### [Directions]
Within the entries below, find every line that has the string "reason", then copy it.

### [Records]
▶
//! Replica controller — actuates one scaling decision for a service group.
//!
//! ```text
//! apply_scaling(group, N)
//!   ├── list running replicas per role        (request_timeout each)
//!   ├── scale every role to N concurrently    (scale_timeout each)
//!   │     └── any role failed → PartialScalingFailure
//!   ├── list running replicas per role again
//!   │     └── count ≠ N → UnhealthyReplica
//!   └── wait for every new replica to be ready (readiness policy)
//!         └── not ready → UnhealthyReplica
//! ```
//!
//! Nothing is rolled back on failure. The control loop re-reads live counts
//! on its next tick and decides again.

use std::collections::{BTreeMap, HashSet};
use std::sync::Arc;
use std::time::Duration;

use futures::future::{join_all, try_join_all};
use tokio::time::timeout;
use tracing::{debug, info, warn};

use qscale_core::{ServiceGroup, TimeoutConfig};
use qscale_health::{ReadinessPolicy, wait_all_ready};
use qscale_orchestrator::{OrchestrationError, Orchestrator, ReplicaId};

use crate::error::{RoleFailure, ScalingError};

/// Applies scaling decisions through the orchestration layer.
pub struct ReplicaController {
    orchestrator: Arc<dyn Orchestrator>,
    request_timeout: Duration,
    scale_timeout: Duration,
    readiness: ReadinessPolicy,
}

impl ReplicaController {
    pub fn new(orchestrator: Arc<dyn Orchestrator>, timeouts: &TimeoutConfig) -> Self {
        Self {
            orchestrator,
            request_timeout: timeouts.request_timeout(),
            scale_timeout: timeouts.scale_timeout(),
            readiness: ReadinessPolicy::from_timeouts(timeouts),
        }
    }

    pub fn with_readiness(mut self, readiness: ReadinessPolicy) -> Self {
        self.readiness = readiness;
        self
    }

    /// Move every role of `group` to `target` replicas and confirm readiness.
    ///
    /// Returns the confirmed replica count.
    pub async fn apply_scaling(
        &self,
        group: &ServiceGroup,
        target: u32,
    ) -> Result<u32, ScalingError> {
        let before = self.list_replicas(group).await.map_err(|source| {
            ScalingError::OrchestrationUnavailable {
                group: group.name.clone(),
                source,
            }
        })?;

        self.scale_roles(group, target).await?;

        let after = self
            .list_replicas(group)
            .await
            .map_err(|e| ScalingError::UnhealthyReplica {
                group: group.name.clone(),
                role: group.roles.join(","),
                replica: None,
                reason: format!("could not list replicas after scaling: {e}"),
            })?;

        for (role, replicas) in &after {
            let running = replicas.len() as u32;
            if running != target {
                return Err(ScalingError::UnhealthyReplica {
                    group: group.name.clone(),
                    role: role.clone(),
                    replica: None,
                    reason: format!("{running} replicas running, expected {target}"),
                });
            }
        }

        let fresh = new_replicas(&before, &after);
        self.confirm_ready(group, &fresh).await?;

        info!(
            group = %group.name,
            target,
            new_replicas = fresh.len(),
            "scaling confirmed"
        );
        Ok(target)
    }

    async fn list_replicas(
        &self,
        group: &ServiceGroup,
    ) -> Result<BTreeMap<String, Vec<ReplicaId>>, OrchestrationError> {
        let listings = group.roles.iter().map(|role| async move {
            let replicas = timeout(self.request_timeout, self.orchestrator.running_replicas(role))
                .await
                .map_err(|_| OrchestrationError::Timeout(self.request_timeout))??;
            Ok::<_, OrchestrationError>((role.clone(), replicas))
        });
        Ok(try_join_all(listings).await?.into_iter().collect())
    }

    async fn scale_roles(&self, group: &ServiceGroup, target: u32) -> Result<(), ScalingError> {
        let requests = group.roles.iter().map(|role| async move {
            let result = timeout(self.scale_timeout, self.orchestrator.scale_role(role, target))
                .await
                .map_err(|_| OrchestrationError::Timeout(self.scale_timeout))
                .and_then(|r| r);
            (role, result)
        });

        let mut succeeded = Vec::new();
        let mut failed = Vec::new();
        for (role, result) in join_all(requests).await {
            match result {
                Ok(()) => {
                    debug!(group = %group.name, %role, target, "role scaled");
                    succeeded.push(role.clone());
                }
                Err(e) => {
                    warn!(group = %group.name, %role, target, error = %e, "role scale failed");
                    failed.push(RoleFailure {
                        role: role.clone(),
                        reason: e.to_string(),
                    });
                }
            }
        }

        if failed.is_empty() {
            Ok(())
        } else {
            Err(ScalingError::PartialScalingFailure {
                group: group.name.clone(),
                target,
                succeeded,
                failed,
            })
        }
    }

    async fn confirm_ready(
        &self,
        group: &ServiceGroup,
        fresh: &[(String, ReplicaId)],
    ) -> Result<(), ScalingError> {
        let replicas: Vec<ReplicaId> = fresh.iter().map(|(_, replica)| replica.clone()).collect();
        wait_all_ready(self.orchestrator.as_ref(), &replicas, &self.readiness)
            .await
            .map_err(|e| {
                let role = fresh
                    .iter()
                    .find(|(_, replica)| replica == e.replica())
                    .map(|(role, _)| role.clone())
                    .unwrap_or_default();
                ScalingError::UnhealthyReplica {
                    group: group.name.clone(),
                    role,
                    replica: Some(e.replica().to_string()),
                    reason: e.to_string(),
                }
            })
    }
}

/// Replicas present after scaling that were not running before, per role.
fn new_replicas(
    before: &BTreeMap<String, Vec<ReplicaId>>,
    after: &BTreeMap<String, Vec<ReplicaId>>,
) -> Vec<(String, ReplicaId)> {
    let mut fresh = Vec::new();
    for (role, replicas) in after {
        let known: HashSet<&ReplicaId> = before.get(role).into_iter().flatten().collect();
        for replica in replicas {
            if !known.contains(replica) {
                fresh.push((role.clone(), replica.clone()));
            }
        }
    }
    fresh
}
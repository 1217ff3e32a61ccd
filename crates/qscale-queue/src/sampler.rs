//! The sampler seam and an in-memory implementation.

use std::collections::HashMap;
use std::sync::Mutex;

use async_trait::async_trait;

use qscale_core::QueueDepth;

use crate::error::QueueError;

/// Reads the pending job count for a queue key. Side-effect free.
#[async_trait]
pub trait QueueSampler: Send + Sync {
    async fn sample(&self, key: &str) -> Result<QueueDepth, QueueError>;
}

#[derive(Debug, Clone)]
enum Preset {
    Depth(QueueDepth),
    Unavailable(String),
}

/// Serves depths set by the caller. Unknown keys read as empty queues.
#[derive(Debug, Default)]
pub struct StaticQueueSampler {
    presets: Mutex<HashMap<String, Preset>>,
}

impl StaticQueueSampler {
    pub fn new() -> Self {
        Self::default()
    }

    pub fn with_depth(self, key: &str, depth: QueueDepth) -> Self {
        self.set_depth(key, depth);
        self
    }

    pub fn set_depth(&self, key: &str, depth: QueueDepth) {
        self.presets
            .lock()
            .unwrap_or_else(|e| e.into_inner())
            .insert(key.to_string(), Preset::Depth(depth));
    }

    /// Make subsequent samples of `key` fail.
    pub fn set_unavailable(&self, key: &str, reason: &str) {
        self.presets
            .lock()
            .unwrap_or_else(|e| e.into_inner())
            .insert(key.to_string(), Preset::Unavailable(reason.to_string()));
    }
}

#[async_trait]
impl QueueSampler for StaticQueueSampler {
    async fn sample(&self, key: &str) -> Result<QueueDepth, QueueError> {
        let presets = self.presets.lock().unwrap_or_else(|e| e.into_inner());
        match presets.get(key) {
            Some(Preset::Depth(depth)) => Ok(*depth),
            Some(Preset::Unavailable(reason)) => Err(QueueError::Connection(reason.clone())),
            None => Ok(0),
        }
    }
}
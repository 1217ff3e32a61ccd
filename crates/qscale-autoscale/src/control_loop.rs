//! The control loop — sample, decide, act, once per poll interval.
//!
//! Each tick evaluates every service group concurrently: queue depth and
//! live replica count are read together, [`decide`] picks an action, and the
//! [`ReplicaController`] carries it out. State updates are applied after all
//! groups finish, so one slow or failing group never blocks another's
//! decision.
//!
//! A group whose inputs could not be read is skipped for the tick. A failed
//! action is logged and leaves state untouched; the loop itself never stops
//! on a per-group error.
//!
//! [`ControllerState`] only changes on a confirmed action. Live counts seen
//! along the way are kept apart, as the baseline for drift logging.

use std::collections::HashMap;
use std::sync::Arc;
use std::time::Duration;

use futures::future::join_all;
use tokio::sync::watch;
use tokio::time::{Instant, timeout};
use tracing::{Instrument, debug, error, info, info_span, warn};

use qscale_core::{
    ControllerConfig, ControllerState, QueueDepth, ScalingConfig, ScalingDecision, ServiceGroup,
};
use qscale_orchestrator::{OrchestrationError, Orchestrator, inspect_group};
use qscale_queue::{QueueError, QueueSampler};

use crate::controller::ReplicaController;
use crate::decision::decide;
use crate::error::ScalingError;

/// What happened to one group during a tick.
#[derive(Debug)]
pub enum Outcome {
    /// Queue depth could not be read; no decision was made.
    QueueUnavailable(QueueError),
    /// Live replica counts could not be read; no decision was made.
    OrchestrationUnavailable(OrchestrationError),
    /// Inside the hysteresis band, at a bound, or cooling down.
    NoAction,
    /// Decision computed but not applied (`--dry-run`).
    DryRun,
    /// Action applied and the new count confirmed.
    Scaled { confirmed: u32 },
    /// Action attempted and failed.
    Failed(ScalingError),
}

impl Outcome {
    pub fn label(&self) -> &'static str {
        match self {
            Outcome::QueueUnavailable(_) => "queue_unavailable",
            Outcome::OrchestrationUnavailable(_) => "orchestration_unavailable",
            Outcome::NoAction => "no_action",
            Outcome::DryRun => "dry_run",
            Outcome::Scaled { .. } => "scaled",
            Outcome::Failed(_) => "failed",
        }
    }
}

/// Per-group result of one tick.
#[derive(Debug)]
pub struct GroupReport {
    pub group: String,
    pub queue_depth: Option<QueueDepth>,
    /// Effective (minimum across roles) live replica count.
    pub replicas: Option<u32>,
    pub decision: Option<ScalingDecision>,
    pub outcome: Outcome,
}

/// Result of one tick across all groups.
#[derive(Debug, Default)]
pub struct TickReport {
    pub groups: Vec<GroupReport>,
}

impl TickReport {
    pub fn group(&self, name: &str) -> Option<&GroupReport> {
        self.groups.iter().find(|g| g.group == name)
    }

    /// Groups where an action failed.
    pub fn failures(&self) -> usize {
        self.groups
            .iter()
            .filter(|g| matches!(g.outcome, Outcome::Failed(_)))
            .count()
    }
}

/// Periodic queue-driven scaling of every configured service group.
pub struct ControlLoop {
    scaling: ScalingConfig,
    request_timeout: Duration,
    groups: Vec<ServiceGroup>,
    sampler: Arc<dyn QueueSampler>,
    orchestrator: Arc<dyn Orchestrator>,
    controller: ReplicaController,
    state: ControllerState,
    observed: HashMap<String, u32>,
    dry_run: bool,
}

impl ControlLoop {
    pub fn new(
        config: &ControllerConfig,
        sampler: Arc<dyn QueueSampler>,
        orchestrator: Arc<dyn Orchestrator>,
    ) -> Self {
        Self {
            scaling: config.scaling.clone(),
            request_timeout: config.timeouts.request_timeout(),
            groups: config.service_groups(),
            sampler,
            controller: ReplicaController::new(orchestrator.clone(), &config.timeouts),
            orchestrator,
            state: ControllerState::new(),
            observed: HashMap::new(),
            dry_run: false,
        }
    }

    /// Compute and log decisions without actuating anything.
    pub fn with_dry_run(mut self, dry_run: bool) -> Self {
        self.dry_run = dry_run;
        self
    }

    pub fn state(&self) -> &ControllerState {
        &self.state
    }

    /// Live effective count most recently read for `group`.
    pub fn last_observed(&self, group: &str) -> Option<u32> {
        self.observed.get(group).copied()
    }

    /// Read every group's live count as the drift baseline.
    ///
    /// Groups that cannot be inspected are left unknown and picked up on the
    /// first tick. Neither confirmed state nor any cooldown is touched.
    pub async fn bootstrap(&mut self) {
        let orchestrator = self.orchestrator.as_ref();
        let request_timeout = self.request_timeout;
        let observed = join_all(self.groups.iter().map(|group| async move {
            (group, inspect_group(orchestrator, group, request_timeout).await)
        }))
        .await;

        for (group, result) in observed {
            match result {
                Ok(live) => {
                    info!(
                        group = %group.name,
                        replicas = live.effective(),
                        by_role = ?live.by_role,
                        "bootstrapped replica count"
                    );
                    if live.is_divergent() {
                        warn!(group = %group.name, by_role = ?live.by_role, "group roles diverged");
                    }
                    self.observed.insert(group.name.clone(), live.effective());
                }
                Err(e) => {
                    warn!(group = %group.name, error = %e, "could not read replica count at startup");
                }
            }
        }
    }

    /// Run one evaluation pass over every group.
    pub async fn tick(&mut self) -> TickReport {
        let now = Instant::now();
        let this = &*self;
        let reports = join_all(this.groups.iter().map(|group| this.evaluate(group, now))).await;

        for report in &reports {
            self.apply(report);
        }
        TickReport { groups: reports }
    }

    async fn evaluate(&self, group: &ServiceGroup, now: Instant) -> GroupReport {
        let (depth, live) = tokio::join!(
            self.sample(&group.queue_key),
            inspect_group(self.orchestrator.as_ref(), group, self.request_timeout),
        );

        let mut report = GroupReport {
            group: group.name.clone(),
            queue_depth: None,
            replicas: None,
            decision: None,
            outcome: Outcome::NoAction,
        };

        let depth = match depth {
            Ok(depth) => depth,
            Err(e) => {
                report.outcome = Outcome::QueueUnavailable(e);
                return report;
            }
        };
        report.queue_depth = Some(depth);

        let live = match live {
            Ok(live) => live,
            Err(e) => {
                report.outcome = Outcome::OrchestrationUnavailable(e);
                return report;
            }
        };
        let current = live.effective();
        report.replicas = Some(current);

        if live.is_divergent() {
            warn!(group = %group.name, by_role = ?live.by_role, "group roles diverged");
        }
        if let Some(known) = self.last_observed(&group.name)
            && known != current
        {
            info!(
                group = %group.name,
                known,
                live = current,
                "replica count changed outside the controller"
            );
        }

        let since_last_action = self.state.time_since_last_action(&group.name, now);
        let decision = decide(depth, current, &self.scaling, since_last_action);
        report.decision = Some(decision);

        if !decision.is_action() {
            return report;
        }
        if self.dry_run {
            report.outcome = Outcome::DryRun;
            return report;
        }

        let span = info_span!(
            "acting",
            group = %group.name,
            action = %decision.action,
            from = current,
            to = decision.target_replicas
        );
        report.outcome = match self
            .controller
            .apply_scaling(group, decision.target_replicas)
            .instrument(span)
            .await
        {
            Ok(confirmed) => Outcome::Scaled { confirmed },
            Err(e) => Outcome::Failed(e),
        };
        report
    }

    async fn sample(&self, key: &str) -> Result<QueueDepth, QueueError> {
        timeout(self.request_timeout, self.sampler.sample(key))
            .await
            .map_err(|_| QueueError::Timeout(self.request_timeout))?
    }

    fn apply(&mut self, report: &GroupReport) {
        let group = report.group.as_str();
        let outcome = report.outcome.label();
        let action = report.decision.map(|d| d.action.to_string());
        let action = action.as_deref();
        let target = report.decision.map(|d| d.target_replicas);

        if let Some(replicas) = report.replicas {
            self.observed.insert(group.to_string(), replicas);
        }

        match &report.outcome {
            Outcome::QueueUnavailable(e) => {
                warn!(%group, outcome, error = %e, "queue unavailable, skipping group");
            }
            Outcome::OrchestrationUnavailable(e) => {
                warn!(
                    %group,
                    outcome,
                    queue_depth = report.queue_depth,
                    error = %e,
                    "orchestration unavailable, skipping group"
                );
            }
            Outcome::NoAction => {
                info!(
                    %group,
                    outcome,
                    queue_depth = report.queue_depth,
                    replicas = report.replicas,
                    action,
                    "evaluated"
                );
            }
            Outcome::DryRun => {
                info!(
                    %group,
                    outcome,
                    queue_depth = report.queue_depth,
                    replicas = report.replicas,
                    action,
                    target,
                    "dry run, not scaling"
                );
            }
            Outcome::Scaled { confirmed } => {
                self.state.record_action(group, *confirmed, Instant::now());
                self.observed.insert(group.to_string(), *confirmed);
                info!(
                    %group,
                    outcome,
                    queue_depth = report.queue_depth,
                    from = report.replicas,
                    to = confirmed,
                    action,
                    "scaled"
                );
            }
            Outcome::Failed(e) => {
                error!(
                    %group,
                    outcome,
                    queue_depth = report.queue_depth,
                    replicas = report.replicas,
                    action,
                    target,
                    error = %e,
                    "scaling action failed"
                );
            }
        }
    }

    /// Tick every poll interval until `shutdown` flips to `true`.
    ///
    /// An in-flight tick always completes; no new tick starts once shutdown
    /// is signalled.
    pub async fn run(&mut self, mut shutdown: watch::Receiver<bool>) {
        let interval = self.scaling.poll_interval();
        info!(
            groups = self.groups.len(),
            interval_secs = interval.as_secs(),
            dry_run = self.dry_run,
            "control loop started"
        );

        loop {
            if *shutdown.borrow() {
                break;
            }

            let started = Instant::now();
            let report = self.tick().await;
            debug!(
                groups = report.groups.len(),
                failures = report.failures(),
                elapsed_ms = started.elapsed().as_millis() as u64,
                "tick complete"
            );

            tokio::select! {
                _ = tokio::time::sleep_until(started + interval) => {}
                changed = shutdown.changed() => {
                    if changed.is_err() || *shutdown.borrow() {
                        break;
                    }
                }
            }
        }

        info!("control loop stopped");
    }
}
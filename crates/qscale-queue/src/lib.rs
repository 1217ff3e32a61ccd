//! qscale-queue — read-only access to the job queue backend.
//!
//! A [`QueueSampler`] returns the number of pending jobs on a named queue
//! key. Samplers never retry; the control loop decides what a failed sample
//! means for the current tick.
//!
//! - [`RedisQueueSampler`] issues `LLEN` against a Redis list.
//! - [`StaticQueueSampler`] serves preset depths, for dry runs and tests.

pub mod error;
pub mod redis_sampler;
pub mod sampler;

pub use error::QueueError;
pub use redis_sampler::RedisQueueSampler;
pub use sampler::{QueueSampler, StaticQueueSampler};
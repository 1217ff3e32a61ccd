//! Queue sampling errors.

use std::time::Duration;

use thiserror::Error;

/// Why a queue depth could not be sampled.
///
/// Every variant means the queue is unavailable for this tick.
#[derive(Debug, Error)]
pub enum QueueError {
    #[error("queue backend unreachable: {0}")]
    Connection(String),

    #[error("queue command failed: {0}")]
    Command(String),

    #[error("malformed queue response: {0}")]
    Malformed(String),

    #[error("queue backend did not answer within {0:?}")]
    Timeout(Duration),
}
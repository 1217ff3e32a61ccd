//! Configuration error types.

use std::path::PathBuf;

use thiserror::Error;

/// Result type alias for configuration loading.
pub type ConfigResult<T> = Result<T, ConfigError>;

/// Errors raised while loading or validating the controller configuration.
///
/// All of these are fatal at startup; the daemon refuses to run rather than
/// operate with inverted bounds or a collapsed hysteresis band.
#[derive(Debug, Error)]
pub enum ConfigError {
    #[error("failed to read config file {path}: {source}")]
    Read {
        path: PathBuf,
        #[source]
        source: std::io::Error,
    },

    #[error("failed to parse config: {0}")]
    Parse(String),

    #[error("failed to render config: {0}")]
    Render(#[from] toml::ser::Error),

    #[error("configuration invalid: {0}")]
    Invalid(String),
}

impl From<figment::Error> for ConfigError {
    fn from(err: figment::Error) -> Self {
        Self::Parse(err.to_string())
    }
}
//! The scaling decision engine.

use std::time::Duration;

use qscale_core::{QueueDepth, ScalingConfig, ScalingDecision};

/// Map the observed queue depth and replica count to a decision.
///
/// Pure: the same inputs always produce the same decision. `since_last_action`
/// is `None` when the group has not acted since the process started, in
/// which case no cooldown applies.
pub fn decide(
    queue_depth: QueueDepth,
    current_replicas: u32,
    config: &ScalingConfig,
    since_last_action: Option<Duration>,
) -> ScalingDecision {
    if let Some(elapsed) = since_last_action
        && elapsed < config.cooldown_period()
    {
        return ScalingDecision::none(current_replicas);
    }

    if queue_depth > config.scale_up_queue_threshold && current_replicas < config.max_replicas {
        let target = current_replicas.saturating_add(1).min(config.max_replicas);
        return ScalingDecision::scale_up(target);
    }

    if queue_depth < config.scale_down_queue_threshold && current_replicas > config.min_replicas {
        let target = current_replicas.saturating_sub(1).max(config.min_replicas);
        return ScalingDecision::scale_down(target);
    }

    ScalingDecision::none(current_replicas)
}
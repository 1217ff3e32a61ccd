//! qscale-orchestrator — the container-orchestration seam.
//!
//! Two traits split the orchestration layer by side effect:
//!
//! - [`ReplicaInspector`] is read-only: running replicas per role and the
//!   readiness of a single replica.
//! - [`ReplicaScaler`] mutates live infrastructure: scale a role to N.
//!
//! # Backends
//!
//! ```text
//! DockerComposeOrchestrator
//!   ├── Docker Engine API over the unix socket (inspection)
//!   └── `docker compose up --scale` subprocess (actuation)
//! InMemoryOrchestrator
//!   └── replica table with failure injection (dry runs, tests)
//! ```

pub mod docker;
pub mod error;
pub mod group;
pub mod memory;
pub mod traits;

pub use docker::DockerComposeOrchestrator;
pub use error::OrchestrationError;
pub use group::{GroupReplicas, inspect_group};
pub use memory::InMemoryOrchestrator;
pub use traits::{Orchestrator, ReplicaHealth, ReplicaId, ReplicaInspector, ReplicaScaler};
//! Config file to running flow

use std::fs;
use std::sync::Arc;
use std::time::{Duration, Instant};

use confab_engine::{AssistantEvent, ChatBackend, ChatFlow, ConfabConfig};
use tempfile::tempdir;

use crate::common::{Script, ScriptedBackend, outcome, pump_until};

const CONFIG: &str = r#"
[stream]
flush_interval_ms = 10
drain_target_ms = 20
event_budget = 1

[context]
window_tokens = 32000

[session]
api_config_id = "work"
agent_id = "helper"
"#;

#[tokio::test]
async fn configured_flow_uses_file_settings() {
    let dir = tempdir().unwrap();
    let path = dir.path().join("config.toml");
    fs::write(&path, CONFIG).unwrap();
    let config = ConfabConfig::load_from(&path).unwrap().unwrap();

    let settings = config.flow_settings();
    assert_eq!(settings.pacing.flush_interval(), Duration::from_millis(10));
    assert_eq!(settings.pacing.drain_target(), Duration::from_millis(20));
    assert_eq!(settings.event_budget, 1);

    let session = config.session().unwrap();
    assert_eq!(session.to_string(), "work/helper");

    let backend = ScriptedBackend::new();
    let (script, _release) = Script::reply(
        vec![AssistantEvent::text("ab"), AssistantEvent::text("cd")],
        outcome("abcd", "go"),
    )
    .gated();
    backend.push(script);

    let dyn_backend: Arc<dyn ChatBackend> = backend.clone();
    let mut flow = ChatFlow::new(dyn_backend, settings).with_session(session);
    flow.set_input("go");
    assert!(flow.send_chat());
    assert_eq!(flow.context_usage().window_tokens(), 32_000);

    // A budget of one drains a single event per tick.
    let t0 = Instant::now();
    pump_until(&mut flow, t0, |f| !f.pending_text().is_empty()).await;
    assert_eq!(flow.pending_text(), "ab");
    pump_until(&mut flow, t0, |f| f.pending_text() == "abcd").await;

    // Only one flush fits before the drain target, so it reveals everything.
    flow.tick(t0 + Duration::from_millis(5));
    assert_eq!(flow.assistant_text(), "");
    flow.tick(t0 + Duration::from_millis(10));
    assert_eq!(flow.assistant_text(), "abcd");
    assert_eq!(flow.pending_text(), "");
}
◀
### [Task solution]
                reason: format!("could not list replicas after scaling: {e}"),
                    reason: format!("{running} replicas running, expected {target}"),
                        reason: e.to_string(),
                    reason: e.to_string(),
    pub fn set_unavailable(&self, key: &str, reason: &str) {
            .insert(key.to_string(), Preset::Unavailable(reason.to_string()));
            Some(Preset::Unavailable(reason)) => Err(QueueError::Connection(reason.clone())),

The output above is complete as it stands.